Segundo seu contrato social, de outubro de 2024, a empresa atua na importação e exportação de petróleo e derivados. Ela foi autorizada como agente de comércio exterior pela ANP (Agência Nacional do Petróleo, Gás Natural e Biocombustíveis) em novembro do mesmo ano.
O sócio-administrador da Brasilleum é o empresário azeri Natig Damirov, que residia em Dubai (Emirados Árabes Unidos) na época da fundação da empresa. O administrador, sem participação societária, é o advogado brasileiro Eduardo Paoliello Nicolau.
Procurado, Nicolau informou que a empresa não comentaria o caso.
As sanções britânicas implicam o congelamento de ativos no Reino Unido e a proibição de que navios ou aeronaves ligados à empresa sancionada atracuem em portos britânicos. Autorizações para operar no país também são revogadas.
Além dos impactos diretos, esse tipo de punição costuma desencorajar seguradoras e transportadoras a fecharem negócios com a empresa punida.
A ANP informou à Folha que não foi notificada pelas autoridades britânicas sobre a inclusão da empresa brasileira na lista de sancionados. A agência também afirmou não ter recebido dos governos do Reino Unido, Estados Unidos ou da União Europeia qualquer comunicação sobre outras empresas nacionais punidas por comerciar com a Rússia.
Um especialista do setor de combustíveis, ouvido sob anonimato, disse não ter conhecimento de outra empresa brasileira sancionada pelo mesmo motivo.
Não há registros de operações da Brasilleum Energy nos relatórios de desembaraço de importações de petróleo, gás e derivados da ANP.
O governo britânico incluiu a Brasilleum em uma lista de 175 empresas vinculadas ao grupo 2Rivers, também sediado em Dubai. Segundo os britânicos, o 2Rivers é uma grande operadora da frota fantasma russa e um dos principais vendedores de petróleo do país liderado por Putin.
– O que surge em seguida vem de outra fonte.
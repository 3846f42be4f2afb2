//! 单元测试用的协作方替身

use anyhow::{Result, anyhow};
use async_trait::async_trait;
use std::sync::Arc;
use std::sync::atomic::{AtomicUsize, Ordering};

use crate::config::Config;
use crate::llm::{ChatMessage, LanguageModel, ModelResponse};
use crate::research::context::ResearchContext;
use crate::search::{RawSearchResult, WebSearch};

/// 由闭包决定响应的模型替身，记录调用次数
pub struct FnModel<F> {
    handler: F,
    calls: AtomicUsize,
}

impl<F> FnModel<F>
where
    F: Fn(&[ChatMessage]) -> Result<ModelResponse> + Send + Sync,
{
    pub fn new(handler: F) -> Self {
        Self {
            handler,
            calls: AtomicUsize::new(0),
        }
    }

    pub fn calls(&self) -> usize {
        self.calls.load(Ordering::SeqCst)
    }
}

#[async_trait]
impl<F> LanguageModel for FnModel<F>
where
    F: Fn(&[ChatMessage]) -> Result<ModelResponse> + Send + Sync,
{
    async fn complete(&self, messages: &[ChatMessage]) -> Result<ModelResponse> {
        self.calls.fetch_add(1, Ordering::SeqCst);
        (self.handler)(messages)
    }
}

/// 由闭包决定结果的搜索替身
pub struct FnSearch<F> {
    handler: F,
    calls: AtomicUsize,
}

impl<F> FnSearch<F>
where
    F: Fn(&str) -> Result<RawSearchResult> + Send + Sync,
{
    pub fn new(handler: F) -> Self {
        Self {
            handler,
            calls: AtomicUsize::new(0),
        }
    }

    pub fn calls(&self) -> usize {
        self.calls.load(Ordering::SeqCst)
    }
}

#[async_trait]
impl<F> WebSearch for FnSearch<F>
where
    F: Fn(&str) -> Result<RawSearchResult> + Send + Sync,
{
    async fn search(&self, query: &str) -> Result<RawSearchResult> {
        self.calls.fetch_add(1, Ordering::SeqCst);
        (self.handler)(query)
    }
}

/// 带有测试凭证的配置
pub fn test_config() -> Config {
    let mut config = Config::default();
    config.llm.api_key = "test-llm-key".to_string();
    config.search.api_key = "test-search-key".to_string();
    config
}

/// 用给定的模型替身与一个总是失败的搜索替身构建上下文
pub fn context_with_model(llm: Arc<dyn LanguageModel>) -> ResearchContext {
    let search = Arc::new(FnSearch::new(|_: &str| Err(anyhow!("search disabled in test"))));
    ResearchContext::new(test_config(), llm, search)
}

/// 用户消息（最后一条）的文本
pub fn user_text(messages: &[ChatMessage]) -> &str {
    messages
        .last()
        .map(|message| message.text.as_str())
        .unwrap_or_default()
}

/// 系统消息（第一条）的文本
pub fn system_text(messages: &[ChatMessage]) -> &str {
    messages
        .first()
        .map(|message| message.text.as_str())
        .unwrap_or_default()
}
As autoridades consideraram haver “fundamentos razoáveis para suspeitar” de que a empresa brasileira está associada a Tahir Garayev. De acordo com a agência Reuters, ele fundou o grupo empresarial Coral, que mais tarde se transformou no 2Rivers.
Segundo o governo do Reino Unido, o objetivo das sanções é enfraquecer a frota fantasma russa. “Este último pacote de sanções inclui 48 petroleiros que transportam petróleo como parte da tentativa desesperada do Kremlin de suavizar o impacto das sanções severas. A mensagem para o Kremlin e para aqueles que buscam lucrar com esse comércio ilícito é clara: o petróleo russo está fora do mercado”, disse um comunicado.
As sanções anunciadas na terça-feira fazem parte de um pacote de quase 300 medidas. Para Londres, trata-se da maior rodada de punições impostas à Rússia desde o início da guerra, em 2022.
As medidas elevam para mais de 3.000 o número de indivíduos, empresas e navios sancionados no âmbito das ações britânicas contra a Rússia.
O pacote também incluiu subsidiárias da agência nuclear estatal russa Rosatom, por seu papel no apoio às exportações de energia nuclear de Moscou.
O Reino Unido ainda sancionou a Gazprom SPG Portovaya LLC, que, segundo Londres, esteve envolvida nos embarques de gás natural liquefeito da Rússia, além de um grupo de bancos russos. A Gazprom já havia sido sancionada em janeiro de 2025, em uma ação coordenada com os Estados Unidos.